In the first experiment, supplementation of RPC at 15 mg/kg of DM did not alter feed intake, but improved average daily gain (ADG) and feed efficiency of recently weaned calves during the first 50 days in feedlot when compared to calves fed no supplemental RPC. The 74 increased ADG is likely unrelated to nutrient utilization, because there were no differences in glucose, insulin, or blood urea nitrogen between the 2 treatments.

As evidenced in the second experiment, RPC supplementation at 0, 5, 10, or 15 mg/kg of DM did not alter total tract apparent digestibility of DM, OM, CP or NDF, nor ruminal pH of steers. Thus, nutrient digestibility and ruminal fermentation are also unlikely to have increased the ADG of steers early in the feedlot period.

Previous investigations have suggested that RPC can alter immune status and it is known that health status represents an energy drain, ultimately impacting ADG. These factors likely contributed to the results noted in Exp. 1. Fewer light weight animals developed fever, indicating illness, when fed the RPC than those fed control. Again, these data suggest that

Capsicum supplementation may be alleviating illness symptoms of cattle affording more energy to ADG in those cattle fed RPC.

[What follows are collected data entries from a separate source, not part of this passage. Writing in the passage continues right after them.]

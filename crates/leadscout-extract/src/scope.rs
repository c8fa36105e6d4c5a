use anyhow::anyhow;
use url::Url;

/// Large platforms that never host a business's own contact page.
const EXCLUDED_DOMAINS: [&str; 20] = [
    "facebook.com",
    "instagram.com",
    "twitter.com",
    "linkedin.com",
    "youtube.com",
    "pinterest.com",
    "tiktok.com",
    "snapchat.com",
    "google.com",
    "bing.com",
    "yahoo.com",
    "duckduckgo.com",
    "yelp.com",
    "tripadvisor.com",
    "foursquare.com",
    "doordash.com",
    "grubhub.com",
    "ubereats.com",
    "bit.ly",
    "tinyurl.com",
];

/// URL substrings marking contact/about-shaped pages. This gate is what
/// keeps a crawl shallow: product catalogs are not traversed, only the
/// pages likely to publish an address.
const FOLLOW_KEYWORDS: [&str; 18] = [
    "contact",
    "about",
    "staff",
    "team",
    "info",
    "support",
    "help",
    "home",
    "location",
    "people",
    "jobs",
    "careers",
    "faq",
    "visit",
    "connect",
    "reach",
    "find-us",
    "imprint",
];

/// Multi-label public suffixes, enough to compute registrable domains for
/// common business sites without shipping the full public suffix list.
const MULTI_LABEL_SUFFIXES: [&str; 16] = [
    "co.uk",
    "org.uk",
    "ac.uk",
    "gov.uk",
    "com.au",
    "net.au",
    "org.au",
    "co.nz",
    "co.jp",
    "co.in",
    "co.za",
    "com.br",
    "com.mx",
    "com.sg",
    "com.hk",
    "com.tr",
];

/// Collapses a hostname to its registrable domain, so `www.example.com` and
/// `example.com` are the same site. IP addresses are returned unchanged.
pub fn registrable_domain(host: &str) -> String {
    let host = host.trim_end_matches('.').to_lowercase();
    if host.parse::<std::net::IpAddr>().is_ok() {
        return host;
    }
    let labels: Vec<&str> = host.split('.').collect();
    if labels.len() <= 2 {
        return host;
    }
    let suffix = labels[labels.len() - 2..].join(".");
    let take = if MULTI_LABEL_SUFFIXES.contains(&suffix.as_str()) {
        3
    } else {
        2
    };
    labels[labels.len() - take..].join(".")
}

/// Decides which discovered links stay inside a crawl.
#[derive(Debug, Clone)]
pub struct ScopeFilter {
    scope: String,
}

impl ScopeFilter {
    /// Builds a filter confined to the registrable domain of `start_url`.
    pub fn new(start_url: &str) -> anyhow::Result<Self> {
        let url = Url::parse(start_url)?;
        let host = url
            .host_str()
            .ok_or_else(|| anyhow!("No host in {start_url}"))?;
        Ok(Self {
            scope: registrable_domain(host),
        })
    }

    pub fn scope(&self) -> &str {
        &self.scope
    }

    /// Returns whether an absolute URL should be followed: parseable, http(s),
    /// no userinfo in the authority, same registrable domain, not an excluded
    /// platform, and shaped like a contact/about page.
    pub fn accept(&self, url: &str) -> bool {
        let parsed = match Url::parse(url) {
            Ok(parsed) => parsed,
            Err(_) => return false,
        };
        if !matches!(parsed.scheme(), "http" | "https") {
            return false;
        }
        // Userinfo in the authority is an obfuscated address, not a page.
        if !parsed.username().is_empty() || parsed.password().is_some() {
            return false;
        }
        let host = match parsed.host_str() {
            Some(host) => host,
            None => return false,
        };
        let domain = registrable_domain(host);
        if domain != self.scope {
            return false;
        }
        if EXCLUDED_DOMAINS.contains(&domain.as_str()) {
            return false;
        }
        let lower = url.to_lowercase();
        FOLLOW_KEYWORDS.iter().any(|kw| lower.contains(kw))
    }
}
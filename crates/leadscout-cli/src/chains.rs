/// Fast-food and chain names excluded from lead collection. Substring
/// stems, so "mcdonald" also covers "McDonald's".
const FAST_FOOD_CHAINS: [&str; 33] = [
    "mcdonald",
    "kfc",
    "taco bell",
    "burger king",
    "wendy",
    "subway",
    "domino",
    "pizza hut",
    "pizzahut",
    "chipotle",
    "whataburger",
    "arby",
    "sonic drive-in",
    "papa murphy",
    "starbucks",
    "braum",
    "chicken express",
    "freddy's frozen custard",
    "city bites",
    "little ceasar",
    "taco bueno",
    "schlotzsky",
    "ihop",
    "jimmy's egg",
    "jimmysegg",
    "golden chick",
    "panda express",
    "taco mayo",
    "popeyes",
    "jimmy john",
    "raising cane",
    "papa johns",
    "dunkin",
];

/// Case-insensitive substring match against the chain list.
pub fn is_chain(name: &str) -> bool {
    let name = name.to_lowercase();
    FAST_FOOD_CHAINS.iter().any(|chain| name.contains(chain))
}

#[cfg(test)]
mod tests {
    use super::*;

    #[test]
    fn chains_are_recognized_by_substring() {
        assert!(is_chain("McDonald's #4521"));
        assert!(is_chain("TACO BELL"));
        assert!(is_chain("Wendy's Old Fashioned Hamburgers"));
    }

    #[test]
    fn independent_businesses_pass() {
        assert!(!is_chain("Mario's Trattoria"));
        assert!(!is_chain("The Corner Diner"));
    }
}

That said, there were no differences between blood concentrations of haptoglobin or total glutathione, that are indicators of inflammation and oxidative stress, respectively, neither on white blood cells, that are important agents of the immune system. Given that the majority (90%) of cases of sickness were registered within two 2 from the beginning of the experiment, and blood sampling took place on days 1, 22 and 98, the critical period for analyzing those parameters may have been missed, and more frequent sampling would be needed in future research trials to confirm the hypothesis regarding alterations of immune status.